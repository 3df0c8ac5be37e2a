//! Pair statistical arbitrage
//!
//! Each configured pair keeps aligned leg price histories, estimates the
//! hedge ratio by OLS on log-returns, and trades the z-score of the
//! spread `priceA - beta * priceB` against entry, exit and stop
//! thresholds. Leg sizes scale inversely with spread volatility; leg B is
//! scaled by beta.

use crate::lifecycle::{StrategyContext, StrategyLogic};
use anyhow::Result;
use common::config::StrategySettings;
use common::types::{MarketData, Order, OrderId, Side, TradeUpdate};
use rustc_hash::FxHashMap;
use std::collections::VecDeque;
use tracing::{debug, info, warn};

const FLAT_EPS: f64 = 1e-9;

/// One traded pair; symbols and venue are configuration, never derived
#[derive(Debug, Clone)]
pub struct PairConfig {
    /// Pair identifier used in logs
    pub id: String,
    /// Leg A symbol
    pub symbol_a: String,
    /// Leg B symbol
    pub symbol_b: String,
    /// Venue both legs trade on
    pub venue: String,
}

/// Statistical arbitrage parameters
#[derive(Debug, Clone)]
pub struct StatArbConfig {
    /// Rolling window for spread statistics and return regressions
    pub lookback_period: usize,
    /// |Z| to open a position
    pub entry_z: f64,
    /// |Z| inside which an open position is closed
    pub exit_z: f64,
    /// |Z| beyond which an open position is stopped out
    pub stop_loss_z: f64,
    /// Minimum |correlation| of leg log-returns to trade
    pub corr_threshold: f64,
    /// Samples required before any signal
    pub min_observations: usize,
    /// Base leg size before volatility scaling
    pub position_size: f64,
    /// Hard cap per leg
    pub max_position_size: f64,
}

impl Default for StatArbConfig {
    fn default() -> Self {
        Self {
            lookback_period: 100,
            entry_z: 2.0,
            exit_z: 0.5,
            stop_loss_z: 4.0,
            corr_threshold: 0.8,
            min_observations: 30,
            position_size: 1.0,
            max_position_size: 10.0,
        }
    }
}

impl StatArbConfig {
    /// Read parameters out of strategy settings, keeping defaults for
    /// missing keys
    #[must_use]
    pub fn from_settings(settings: &StrategySettings) -> Self {
        let d = Self::default();
        Self {
            lookback_period: settings.param("lookback_period", d.lookback_period as f64) as usize,
            entry_z: settings.param("entry_z", d.entry_z),
            exit_z: settings.param("exit_z", d.exit_z),
            stop_loss_z: settings.param("stop_loss_z", d.stop_loss_z),
            corr_threshold: settings.param("corr_threshold", d.corr_threshold),
            min_observations: settings.param("min_observations", d.min_observations as f64) as usize,
            position_size: settings.param("position_size", d.position_size),
            max_position_size: settings.param("max_position_size", d.max_position_size),
        }
    }
}

#[derive(Debug, Clone, Copy, PartialEq, Eq)]
enum SpreadSide {
    /// Long A, short B (entered on a low z-score)
    Long,
    /// Short A, long B (entered on a high z-score)
    Short,
}

#[derive(Debug, Clone, Copy, PartialEq, Eq)]
enum Leg {
    A,
    B,
}

struct PairState {
    last_a: Option<f64>,
    last_b: Option<f64>,
    fresh_a: bool,
    fresh_b: bool,
    hist_a: VecDeque<f64>,
    hist_b: VecDeque<f64>,
    spreads: VecDeque<f64>,
    beta: f64,
    corr: f64,
    mean: f64,
    stdev: f64,
    pos_a: f64,
    pos_b: f64,
    side: Option<SpreadSide>,
    entry_spread: f64,
}

impl PairState {
    fn new() -> Self {
        Self {
            last_a: None,
            last_b: None,
            fresh_a: false,
            fresh_b: false,
            hist_a: VecDeque::new(),
            hist_b: VecDeque::new(),
            spreads: VecDeque::new(),
            beta: 1.0,
            corr: 0.0,
            mean: 0.0,
            stdev: 0.0,
            pos_a: 0.0,
            pos_b: 0.0,
            side: None,
            entry_spread: 0.0,
        }
    }

    fn is_flat(&self) -> bool {
        self.side.is_none() && self.pos_a.abs() < FLAT_EPS && self.pos_b.abs() < FLAT_EPS
    }
}

fn log_returns(prices: &VecDeque<f64>) -> Vec<f64> {
    prices
        .iter()
        .zip(prices.iter().skip(1))
        .map(|(a, b)| (b / a).ln())
        .collect()
}

fn mean_of(values: &[f64]) -> f64 {
    values.iter().sum::<f64>() / values.len() as f64
}

/// Reference pair arbitrage strategy
pub struct StatArbitrage {
    config: StatArbConfig,
    pairs: Vec<PairConfig>,
    states: Vec<PairState>,
    orders: FxHashMap<OrderId, (usize, Leg)>,
}

impl StatArbitrage {
    /// Build the strategy over configured pairs
    #[must_use]
    pub fn new(config: StatArbConfig, pairs: Vec<PairConfig>) -> Self {
        let states = pairs.iter().map(|_| PairState::new()).collect();
        Self {
            config,
            pairs,
            states,
            orders: FxHashMap::default(),
        }
    }

    /// Leg positions of a pair, by pair id
    #[must_use]
    pub fn pair_positions(&self, pair_id: &str) -> Option<(f64, f64)> {
        self.pairs
            .iter()
            .position(|p| p.id == pair_id)
            .map(|i| (self.states[i].pos_a, self.states[i].pos_b))
    }

    fn update_regression(state: &mut PairState, min_observations: usize) {
        if state.hist_a.len() < min_observations.max(3) {
            return;
        }
        let ra = log_returns(&state.hist_a);
        let rb = log_returns(&state.hist_b);
        let n = ra.len().min(rb.len());
        if n < 2 {
            return;
        }
        let (ra, rb) = (&ra[..n], &rb[..n]);
        let mean_a = mean_of(ra);
        let mean_b = mean_of(rb);
        let mut cov = 0.0;
        let mut var_a = 0.0;
        let mut var_b = 0.0;
        for i in 0..n {
            let da = ra[i] - mean_a;
            let db = rb[i] - mean_b;
            cov += da * db;
            var_a += da * da;
            var_b += db * db;
        }
        // Degenerate series keep the previous estimates
        if var_b > 1e-18 {
            state.beta = cov / var_b;
        }
        if var_a > 1e-18 && var_b > 1e-18 {
            state.corr = cov / (var_a.sqrt() * var_b.sqrt());
        }
    }

    fn update_spread(state: &mut PairState, lookback: usize) -> Option<f64> {
        let (a, b) = (state.last_a?, state.last_b?);
        let spread = a - state.beta * b;
        state.spreads.push_back(spread);
        while state.spreads.len() > lookback {
            state.spreads.pop_front();
        }
        let n = state.spreads.len() as f64;
        state.mean = state.spreads.iter().sum::<f64>() / n;
        state.stdev = (state
            .spreads
            .iter()
            .map(|s| (s - state.mean) * (s - state.mean))
            .sum::<f64>()
            / n)
            .sqrt();
        Some(spread)
    }

    fn leg_sizes(&self, state: &PairState) -> (f64, f64) {
        let base = if state.stdev > 0.0 {
            (self.config.position_size / state.stdev).clamp(0.0, self.config.max_position_size)
        } else {
            0.0
        };
        (base, (base * state.beta.abs()).min(self.config.max_position_size))
    }

    fn enter(&mut self, ctx: &StrategyContext, pair_idx: usize, short_spread: bool, spread: f64) {
        let state = &self.states[pair_idx];
        let (size_a, size_b) = self.leg_sizes(state);
        if size_a <= 0.0 || size_b <= 0.0 {
            return;
        }
        let pair = self.pairs[pair_idx].clone();
        let (side_a, side_b) = if short_spread {
            (Side::Sell, Side::Buy)
        } else {
            (Side::Buy, Side::Sell)
        };
        info!(pair = %pair.id, direction = if short_spread { "short" } else { "long" }, spread,
            "entering pair trade");
        let mut submitted = false;
        match ctx.submit(Order::market(&pair.symbol_a, side_a, size_a), &pair.venue) {
            Ok(order_id) => {
                self.orders.insert(order_id, (pair_idx, Leg::A));
                submitted = true;
            }
            Err(e) => warn!(pair = %pair.id, error = %e, "leg A rejected"),
        }
        match ctx.submit(Order::market(&pair.symbol_b, side_b, size_b), &pair.venue) {
            Ok(order_id) => {
                self.orders.insert(order_id, (pair_idx, Leg::B));
                submitted = true;
            }
            Err(e) => warn!(pair = %pair.id, error = %e, "leg B rejected"),
        }
        if submitted {
            let state = &mut self.states[pair_idx];
            state.side = Some(if short_spread {
                SpreadSide::Short
            } else {
                SpreadSide::Long
            });
            state.entry_spread = spread;
        }
    }

    fn exit(&mut self, ctx: &StrategyContext, pair_idx: usize, reason: &str) {
        let (pos_a, pos_b) = {
            let state = &self.states[pair_idx];
            (state.pos_a, state.pos_b)
        };
        let pair = self.pairs[pair_idx].clone();
        info!(pair = %pair.id, reason, "exiting pair trade");
        if pos_a.abs() >= FLAT_EPS {
            let side = if pos_a > 0.0 { Side::Sell } else { Side::Buy };
            match ctx.submit(Order::market(&pair.symbol_a, side, pos_a.abs()), &pair.venue) {
                Ok(order_id) => {
                    self.orders.insert(order_id, (pair_idx, Leg::A));
                }
                Err(e) => warn!(pair = %pair.id, error = %e, "leg A close rejected"),
            }
        }
        if pos_b.abs() >= FLAT_EPS {
            let side = if pos_b > 0.0 { Side::Sell } else { Side::Buy };
            match ctx.submit(Order::market(&pair.symbol_b, side, pos_b.abs()), &pair.venue) {
                Ok(order_id) => {
                    self.orders.insert(order_id, (pair_idx, Leg::B));
                }
                Err(e) => warn!(pair = %pair.id, error = %e, "leg B close rejected"),
            }
        }
        self.states[pair_idx].side = None;
    }

    fn evaluate_pair(&mut self, ctx: &StrategyContext, pair_idx: usize) {
        {
            let state = &mut self.states[pair_idx];
            if !(state.fresh_a && state.fresh_b) {
                return;
            }
            state.fresh_a = false;
            state.fresh_b = false;

            let (a, b) = match (state.last_a, state.last_b) {
                (Some(a), Some(b)) => (a, b),
                _ => return,
            };
            state.hist_a.push_back(a);
            state.hist_b.push_back(b);
            while state.hist_a.len() > self.config.lookback_period + 1 {
                state.hist_a.pop_front();
                state.hist_b.pop_front();
            }
            Self::update_regression(state, self.config.min_observations);
        }

        let spread = match Self::update_spread(&mut self.states[pair_idx], self.config.lookback_period) {
            Some(spread) => spread,
            None => return,
        };

        let (z, tradeable, flat, side) = {
            let state = &self.states[pair_idx];
            if state.spreads.len() < self.config.min_observations || state.stdev <= 0.0 {
                return;
            }
            let z = (spread - state.mean) / state.stdev;
            let tradeable = state.corr.abs() >= self.config.corr_threshold;
            (z, tradeable, state.is_flat(), state.side)
        };
        debug!(pair = %self.pairs[pair_idx].id, z, spread, "pair evaluated");

        match side {
            None if flat && tradeable => {
                if z > self.config.entry_z {
                    self.enter(ctx, pair_idx, true, spread);
                } else if z < -self.config.entry_z {
                    self.enter(ctx, pair_idx, false, spread);
                }
            }
            Some(open) => {
                let stop = z.abs() > self.config.stop_loss_z;
                let reverted = match open {
                    SpreadSide::Long => z >= -self.config.exit_z,
                    SpreadSide::Short => z <= self.config.exit_z,
                };
                if stop {
                    self.exit(ctx, pair_idx, "stop");
                } else if reverted {
                    self.exit(ctx, pair_idx, "reverted");
                }
            }
            None => {}
        }
    }
}

impl StrategyLogic for StatArbitrage {
    fn on_initialize(&mut self, _ctx: &StrategyContext) -> Result<()> {
        for state in &mut self.states {
            *state = PairState::new();
        }
        self.orders.clear();
        Ok(())
    }

    fn on_start(&mut self, _ctx: &StrategyContext) -> Result<()> {
        info!(pairs = self.pairs.len(), "statistical arbitrage started");
        Ok(())
    }

    fn on_stop(&mut self, ctx: &StrategyContext) -> Result<()> {
        for pair_idx in 0..self.pairs.len() {
            let open = {
                let state = &self.states[pair_idx];
                state.pos_a.abs() >= FLAT_EPS || state.pos_b.abs() >= FLAT_EPS
            };
            if open {
                self.exit(ctx, pair_idx, "strategy stop");
            }
        }
        Ok(())
    }

    fn on_market_data(&mut self, ctx: &StrategyContext, data: &MarketData) -> Result<()> {
        if data.last_price <= 0.0 {
            return Ok(());
        }
        for pair_idx in 0..self.pairs.len() {
            let touches = {
                let pair = &self.pairs[pair_idx];
                let state = &mut self.states[pair_idx];
                if data.symbol == pair.symbol_a {
                    state.last_a = Some(data.last_price);
                    state.fresh_a = true;
                    true
                } else if data.symbol == pair.symbol_b {
                    state.last_b = Some(data.last_price);
                    state.fresh_b = true;
                    true
                } else {
                    false
                }
            };
            if touches {
                self.evaluate_pair(ctx, pair_idx);
            }
        }
        Ok(())
    }

    fn on_trade_update(&mut self, _ctx: &StrategyContext, update: &TradeUpdate) -> Result<()> {
        let Some((pair_idx, leg)) = self.orders.get(&update.order_id).copied() else {
            return Ok(());
        };
        let state = &mut self.states[pair_idx];
        let delta = update.side.sign() * update.volume;
        match leg {
            Leg::A => state.pos_a += delta,
            Leg::B => state.pos_b += delta,
        }
        debug!(pair = %self.pairs[pair_idx].id, pos_a = state.pos_a, pos_b = state.pos_b,
            "pair position updated");
        Ok(())
    }
}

####################

Starting at the first line of the records above, please copy every line exactly through the line containing "position is closed", and stop there.

REPLY:
repository 3df0c8ac5be37e2a
//! Pair statistical arbitrage
//!
//! Each configured pair keeps aligned leg price histories, estimates the
//! hedge ratio by OLS on log-returns, and trades the z-score of the
//! spread `priceA - beta * priceB` against entry, exit and stop
//! thresholds. Leg sizes scale inversely with spread volatility; leg B is
//! scaled by beta.

use crate::lifecycle::{StrategyContext, StrategyLogic};
use anyhow::Result;
use common::config::StrategySettings;
use common::types::{MarketData, Order, OrderId, Side, TradeUpdate};
use rustc_hash::FxHashMap;
use std::collections::VecDeque;
use tracing::{debug, info, warn};

const FLAT_EPS: f64 = 1e-9;

/// One traded pair; symbols and venue are configuration, never derived
#[derive(Debug, Clone)]
pub struct PairConfig {
    /// Pair identifier used in logs
    pub id: String,
    /// Leg A symbol
    pub symbol_a: String,
    /// Leg B symbol
    pub symbol_b: String,
    /// Venue both legs trade on
    pub venue: String,
}

/// Statistical arbitrage parameters
#[derive(Debug, Clone)]
pub struct StatArbConfig {
    /// Rolling window for spread statistics and return regressions
    pub lookback_period: usize,
    /// |Z| to open a position
    pub entry_z: f64,
    /// |Z| inside which an open position is closed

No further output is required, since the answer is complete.